STUDY MATERIAL:
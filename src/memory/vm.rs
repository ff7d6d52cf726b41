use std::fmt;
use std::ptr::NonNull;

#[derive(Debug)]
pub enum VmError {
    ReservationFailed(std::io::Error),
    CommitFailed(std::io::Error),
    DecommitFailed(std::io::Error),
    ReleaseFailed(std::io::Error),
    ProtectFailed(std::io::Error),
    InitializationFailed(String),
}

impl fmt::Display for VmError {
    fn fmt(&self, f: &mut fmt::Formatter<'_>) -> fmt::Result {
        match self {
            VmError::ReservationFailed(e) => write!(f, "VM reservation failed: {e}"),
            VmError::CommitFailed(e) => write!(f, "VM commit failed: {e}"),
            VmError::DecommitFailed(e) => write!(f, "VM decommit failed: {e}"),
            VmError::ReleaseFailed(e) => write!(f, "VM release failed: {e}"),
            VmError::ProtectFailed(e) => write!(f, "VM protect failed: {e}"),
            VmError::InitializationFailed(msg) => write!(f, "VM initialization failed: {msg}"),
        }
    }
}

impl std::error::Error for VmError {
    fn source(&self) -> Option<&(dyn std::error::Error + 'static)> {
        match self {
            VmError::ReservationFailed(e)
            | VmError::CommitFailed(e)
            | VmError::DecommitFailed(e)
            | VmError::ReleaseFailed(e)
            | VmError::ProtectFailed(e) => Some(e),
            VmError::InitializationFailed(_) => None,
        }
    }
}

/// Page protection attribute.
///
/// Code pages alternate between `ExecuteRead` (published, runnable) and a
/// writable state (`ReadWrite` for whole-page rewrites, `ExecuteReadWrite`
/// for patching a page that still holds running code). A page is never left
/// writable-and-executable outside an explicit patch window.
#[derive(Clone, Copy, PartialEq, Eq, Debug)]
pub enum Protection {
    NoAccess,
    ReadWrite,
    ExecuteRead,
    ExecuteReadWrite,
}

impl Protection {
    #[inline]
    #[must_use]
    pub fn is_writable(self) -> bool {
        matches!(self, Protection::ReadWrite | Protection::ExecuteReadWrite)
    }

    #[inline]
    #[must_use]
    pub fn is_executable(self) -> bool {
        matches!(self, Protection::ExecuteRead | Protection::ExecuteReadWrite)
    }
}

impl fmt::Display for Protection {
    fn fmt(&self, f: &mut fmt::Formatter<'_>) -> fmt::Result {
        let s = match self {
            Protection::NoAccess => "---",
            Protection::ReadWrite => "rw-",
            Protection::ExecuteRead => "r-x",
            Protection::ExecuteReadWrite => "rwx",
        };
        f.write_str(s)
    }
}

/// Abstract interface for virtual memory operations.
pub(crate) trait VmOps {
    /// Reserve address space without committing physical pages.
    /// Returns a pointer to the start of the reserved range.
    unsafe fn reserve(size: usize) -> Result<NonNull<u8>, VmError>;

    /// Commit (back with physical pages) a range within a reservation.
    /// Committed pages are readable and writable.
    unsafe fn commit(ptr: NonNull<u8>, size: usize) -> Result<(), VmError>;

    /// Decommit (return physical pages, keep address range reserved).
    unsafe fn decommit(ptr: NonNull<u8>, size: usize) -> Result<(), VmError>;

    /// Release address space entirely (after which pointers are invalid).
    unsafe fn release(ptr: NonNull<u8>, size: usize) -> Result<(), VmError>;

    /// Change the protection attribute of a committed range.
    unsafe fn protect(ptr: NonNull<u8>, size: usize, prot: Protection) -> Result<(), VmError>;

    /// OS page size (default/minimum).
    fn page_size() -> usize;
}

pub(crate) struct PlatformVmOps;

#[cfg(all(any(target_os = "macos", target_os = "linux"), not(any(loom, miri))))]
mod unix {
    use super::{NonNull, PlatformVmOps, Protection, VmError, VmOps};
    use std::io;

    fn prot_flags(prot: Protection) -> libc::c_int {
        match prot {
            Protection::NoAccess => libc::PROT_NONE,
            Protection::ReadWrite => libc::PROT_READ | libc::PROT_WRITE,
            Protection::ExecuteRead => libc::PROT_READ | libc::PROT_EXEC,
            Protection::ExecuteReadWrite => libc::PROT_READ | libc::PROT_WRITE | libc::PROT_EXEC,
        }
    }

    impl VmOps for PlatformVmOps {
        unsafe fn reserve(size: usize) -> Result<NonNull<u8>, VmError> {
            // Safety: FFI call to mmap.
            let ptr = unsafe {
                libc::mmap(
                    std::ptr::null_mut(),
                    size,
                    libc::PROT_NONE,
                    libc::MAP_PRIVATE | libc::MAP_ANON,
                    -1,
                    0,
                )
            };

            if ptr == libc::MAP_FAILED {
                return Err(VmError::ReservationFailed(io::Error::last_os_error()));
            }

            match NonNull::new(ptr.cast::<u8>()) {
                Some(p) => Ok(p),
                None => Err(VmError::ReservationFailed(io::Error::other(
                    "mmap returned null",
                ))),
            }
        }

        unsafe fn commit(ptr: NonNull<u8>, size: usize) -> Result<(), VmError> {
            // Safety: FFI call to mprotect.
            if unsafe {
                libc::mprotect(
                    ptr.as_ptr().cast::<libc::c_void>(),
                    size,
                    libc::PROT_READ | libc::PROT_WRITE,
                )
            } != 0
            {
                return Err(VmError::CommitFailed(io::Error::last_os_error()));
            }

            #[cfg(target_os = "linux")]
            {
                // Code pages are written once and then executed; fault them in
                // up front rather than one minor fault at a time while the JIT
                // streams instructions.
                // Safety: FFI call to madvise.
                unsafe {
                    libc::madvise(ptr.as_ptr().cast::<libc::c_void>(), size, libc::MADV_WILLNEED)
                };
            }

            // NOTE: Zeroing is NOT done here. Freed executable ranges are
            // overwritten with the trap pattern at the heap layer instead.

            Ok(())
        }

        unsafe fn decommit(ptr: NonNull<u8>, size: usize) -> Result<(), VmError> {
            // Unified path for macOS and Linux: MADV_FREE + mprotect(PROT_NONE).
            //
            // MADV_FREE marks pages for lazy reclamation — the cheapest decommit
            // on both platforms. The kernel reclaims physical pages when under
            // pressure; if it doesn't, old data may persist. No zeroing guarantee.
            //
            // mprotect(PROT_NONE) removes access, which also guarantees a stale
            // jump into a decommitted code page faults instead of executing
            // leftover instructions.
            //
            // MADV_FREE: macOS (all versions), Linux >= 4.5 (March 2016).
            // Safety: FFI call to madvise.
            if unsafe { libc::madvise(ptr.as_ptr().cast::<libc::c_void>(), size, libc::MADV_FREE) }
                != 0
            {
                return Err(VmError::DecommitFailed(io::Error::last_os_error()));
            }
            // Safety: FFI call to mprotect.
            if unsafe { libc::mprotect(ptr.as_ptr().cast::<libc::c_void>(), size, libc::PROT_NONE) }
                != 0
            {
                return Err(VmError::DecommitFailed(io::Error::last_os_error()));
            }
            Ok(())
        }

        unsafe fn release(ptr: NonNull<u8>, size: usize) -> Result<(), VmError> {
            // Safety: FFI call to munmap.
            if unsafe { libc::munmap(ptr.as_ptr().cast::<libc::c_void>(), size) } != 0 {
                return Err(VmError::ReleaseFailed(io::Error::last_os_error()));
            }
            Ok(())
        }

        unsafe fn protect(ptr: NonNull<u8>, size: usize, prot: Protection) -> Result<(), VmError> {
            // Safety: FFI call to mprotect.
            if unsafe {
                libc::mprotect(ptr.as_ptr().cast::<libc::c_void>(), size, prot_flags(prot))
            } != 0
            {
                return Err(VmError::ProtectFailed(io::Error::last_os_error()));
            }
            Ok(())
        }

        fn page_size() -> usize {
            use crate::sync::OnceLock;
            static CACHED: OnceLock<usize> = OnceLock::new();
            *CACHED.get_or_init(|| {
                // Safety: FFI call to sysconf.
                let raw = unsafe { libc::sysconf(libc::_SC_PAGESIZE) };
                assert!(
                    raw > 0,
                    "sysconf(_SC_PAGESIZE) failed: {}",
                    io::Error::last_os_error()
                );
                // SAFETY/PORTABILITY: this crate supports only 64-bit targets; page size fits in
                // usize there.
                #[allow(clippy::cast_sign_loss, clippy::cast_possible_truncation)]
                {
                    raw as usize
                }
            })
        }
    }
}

YOUR TASK: Working from the material above, retype exactly the lines from the one with "readable and writable." through the one with "address range reserved).", both included, and only those lines.

EXPECTED OUTPUT:
    /// Committed pages are readable and writable.
    unsafe fn commit(ptr: NonNull<u8>, size: usize) -> Result<(), VmError>;

    /// Decommit (return physical pages, keep address range reserved).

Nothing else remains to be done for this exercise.